WARNING: This is an academic proof-of-concept prototype and is not production-ready.
We integrate our code into ABIDES, an open-source highfidelity simulator designed for AI research in financial markets (e.g., stock exchanges). The simulator supports tens of thousands of clients interacting with a server to facilitate transactions (and in our case to compute sums). It also supports configurable pairwise network latencies.
Flamingo protocol works by steps (i.e., round trips). A step includes waiting and processing messages. The waiting time is set according to the network latency distribution and a target dropout rate. See more details in Section 8 in our paper.
The main
branch contains the code for private sum protocol and the fedlearn
branch contains the code for private training of machine learning models.
We recommend using Miniconda to set up environment. You can donwload Miniconda by the following command:
wget https://repo.anaconda.com/miniconda/Miniconda3-latest-Linux-x86_64.sh
To install Miniconda, run
bash Miniconda3-latest-Linux-x86_64.sh
If you use bash, then run
source ~/.bashrc
Now create an environment with python 3.9.12 and then activate it.
conda create --name flamingo-v0 python=3.9.12
conda activate flamingo-v0
Use pip to install required packages.
pip install -r requirements.txt
The code is in branch main
.
First enter into folder pki_files
, and run
python setup_pki.py
Our program has multiple configs.
-c [protocol name]
-n [number of clients (power of 2)]
-i [number of iterations]
-p [parallel or not]
-o [neighborhood size (multiplicative factor of 2logn)]
-d [debug mode, if True then output info for every agent]
Flamingo supports batches of clients with size power of 2, starting from 128, e.g., 128, 256, 512.
Example command:
python abides.py -c flamingo -n 128 -i 1 -p 1
If you want to print out information of every agent, add -d True
to the above command.
NOTE: For ease of benchmarking, we separate the setup phase (folder dkg
) and the private sum phase (folder flamingo
). You can execute the command above directly as we provide the shares of the secret key to decryptors (a small random subset of clients) before the summation begins.
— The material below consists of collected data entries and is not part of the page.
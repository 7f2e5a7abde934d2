pub mod config;
pub mod errors;
pub mod filter;
pub mod trip;
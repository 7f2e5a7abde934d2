use crate::prompt::confirm;
use common::types::trip::TripTable;
use polars::frame::DataFrame;
use std::io;
use std::io::{BufRead, Write};

pub(crate) const PAGE_SIZE: usize = 5;

/// Consecutive slices of [`PAGE_SIZE`] trips
pub(crate) struct RawDataPager {
    trips: DataFrame,
    offset: usize,
}

impl RawDataPager {
    pub(crate) fn new(table: &TripTable) -> Self {
        Self { trips: table.frame().clone(), offset: 0 }
    }

    pub(crate) fn next_page(&mut self) -> Option<DataFrame> {
        if self.offset >= self.trips.height() {
            return None;
        }

        let page = self.trips.slice(self.offset as i64, PAGE_SIZE);
        self.offset += page.height();
        Some(page)
    }
}

/// Shows the raw trips page by page for as long as the user asks for more.
pub(crate) fn page_through<R: BufRead, W: Write>(
    table: &TripTable,
    input: &mut R,
    output: &mut W,
) -> io::Result<()> {
    let mut pager = RawDataPager::new(table);
    let mut question = "Would you like to view the first five rows of raw data? Enter yes or no.";

    while confirm(input, output, question)? {
        match pager.next_page() {
            Some(page) => writeln!(output, "{}", page)?,
            None => {
                writeln!(output, "There is no more raw data to show.")?;
                break;
            }
        }
        question = "Would you like to view the next five rows? Enter yes or no.";
    }

    Ok(())
}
If you wish to benchmark the setup independently, run python abides.py -c dkg -n [number of decryptors]
.
The code is in branch fedlearn
.
The machine learning model we use in this repository is a multi-layer perceptron classifier (MLPClassfier
in sklearn
) that can pull a variety of different datasets from the pmlb website. Users might wish to implement more complex models themselves.
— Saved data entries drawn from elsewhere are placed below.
use crate::frequency::{most_frequent, value_counts};
use crate::{ensure_not_empty, StatisticsError};
use common::types::trip::{TripTable, END_STATION, START_STATION};
use common::util::df::str_at;

/// The most popular stations and trip
#[derive(Debug, Clone, PartialEq)]
pub struct StationStats {
    pub common_start_station: String,
    pub common_end_station: String,
    /// (start station, end station). A -> B and B -> A are different trips.
    pub common_trip: (String, String),
}

pub fn station_stats(table: &TripTable) -> Result<StationStats, StatisticsError> {
    ensure_not_empty(table)?;
    let trips = table.frame();

    Ok(StationStats {
        common_start_station: most_frequent(trips, START_STATION, str_at)?,
        common_end_station: most_frequent(trips, END_STATION, str_at)?,
        common_trip: most_frequent_trip(table)?,
    })
}

/// Groups on the (start, end) pair itself, so station names are never joined into one string
fn most_frequent_trip(table: &TripTable) -> Result<(String, String), StatisticsError> {
    let counts = value_counts(table.frame(), &[START_STATION, END_STATION])?;
    if counts.height() == 0 {
        return Err(StatisticsError::NoValues(START_STATION));
    }

    let start = str_at(&counts, START_STATION, 0)?.ok_or(StatisticsError::NoValues(START_STATION))?;
    let end = str_at(&counts, END_STATION, 0)?.ok_or(StatisticsError::NoValues(END_STATION))?;

    Ok((start, end))
}

#[cfg(test)]
mod tests {
    use super::*;
    use crate::tests::{case_1, case_2, empty_table, trip_table};
    use common::types::trip::{START_TIME, TRIP_DURATION, USER_TYPE};
    use polars::df;

    #[test]
    fn test_station_stats() {
        let stats = station_stats(&case_1::trip_table().unwrap()).unwrap();

        assert_eq!(stats, StationStats {
            common_start_station: "A".to_string(),
            common_end_station: "B".to_string(),
            common_trip: ("A".to_string(), "B".to_string()),
        });
    }

    #[test]
    fn test_trip_direction_matters() {
        // C -> D and D -> C are one trip each; the tie goes to the lower pair
        let stats = station_stats(&case_2::trip_table().unwrap()).unwrap();

        assert_eq!(stats.common_trip, ("C".to_string(), "D".to_string()));
    }

    #[test]
    fn test_station_ties_go_to_lowest_name() {
        // C and D start one trip each and end one trip each
        let stats = station_stats(&case_2::trip_table().unwrap()).unwrap();

        assert_eq!(stats.common_start_station, "C");
        assert_eq!(stats.common_end_station, "C");
    }

    #[test]
    fn test_station_names_with_separators() {
        // Joining these with "||" would make the first two trips look identical
        let table = trip_table(df!(
            START_TIME => &["2017-01-01 10:00:00", "2017-01-01 11:00:00", "2017-01-01 12:00:00"],
            TRIP_DURATION => &[60i64, 60, 60],
            START_STATION => &["A||B", "A", "Z"],
            END_STATION => &["C", "B||C", "Y"],
            USER_TYPE => &["Subscriber", "Subscriber", "Subscriber"],
        ).unwrap()).unwrap();

        let stats = station_stats(&table).unwrap();

        assert_eq!(stats.common_trip, ("A".to_string(), "B||C".to_string()));
    }

    #[test]
    fn test_empty_table() {
        let table = empty_table().unwrap();
        assert!(matches!(station_stats(&table), Err(StatisticsError::EmptyDataset)));
    }

    #[test]
    fn test_idempotent() {
        let table = case_1::trip_table().unwrap();
        assert_eq!(station_stats(&table).unwrap(), station_stats(&table).unwrap());
    }
}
Beyond the aforementioned configs, we provide machine learning training configs below.
-t [dataset name]
-s [random seed (optional)]
-e [input vector length]
-x [float-as-int encoding constant (optional)]
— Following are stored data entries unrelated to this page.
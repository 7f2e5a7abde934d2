use crate::{ensure_not_empty, StatisticsError};
use common::types::trip::{TripTable, TRIP_DURATION};
use common::util::df::f64_at;
use common::util::duration::DurationParts;
use polars::prelude::{col, DataType, IntoLazy};

const TOTAL: &str = "total";
const MEAN: &str = "mean";

/// Total and mean trip duration, in seconds
#[derive(Debug, Clone, PartialEq)]
pub struct DurationStats {
    pub total_duration: f64,
    pub mean_duration: f64,
}

impl DurationStats {
    pub fn total_parts(&self) -> DurationParts {
        DurationParts::from_seconds(self.total_duration)
    }

    pub fn mean_parts(&self) -> DurationParts {
        DurationParts::from_seconds(self.mean_duration)
    }
}

pub fn duration_stats(table: &TripTable) -> Result<DurationStats, StatisticsError> {
    ensure_not_empty(table)?;

    let duration = col(TRIP_DURATION).strict_cast(DataType::Float64);
    let aggregates = table.frame().clone().lazy()
        .select([
            duration.clone().sum().alias(TOTAL),
            duration.mean().alias(MEAN),
        ])
        .collect()?;

    // The mean is null exactly when there is no duration at all
    let mean_duration = f64_at(&aggregates, MEAN, 0)?.ok_or(StatisticsError::NoValues(TRIP_DURATION))?;
    let total_duration = f64_at(&aggregates, TOTAL, 0)?.ok_or(StatisticsError::NoValues(TRIP_DURATION))?;

    Ok(DurationStats { total_duration, mean_duration })
}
-y [float-as-int multiplier (optional)]
Example command:
python abides.py -c flamingo -n 128 -i 5 -p 1 -t mnist
The server waiting time is set in util/param.py
according to a target dropout rate (1%).
Specifically, for a target dropout rate, we set the waiting time according to the network latency (see model/LatencyModel.py
). For each iteration, server total time = server waiting time + server computation time.
We thank authors of MicroFedML for providing an example template of ABIDES framework.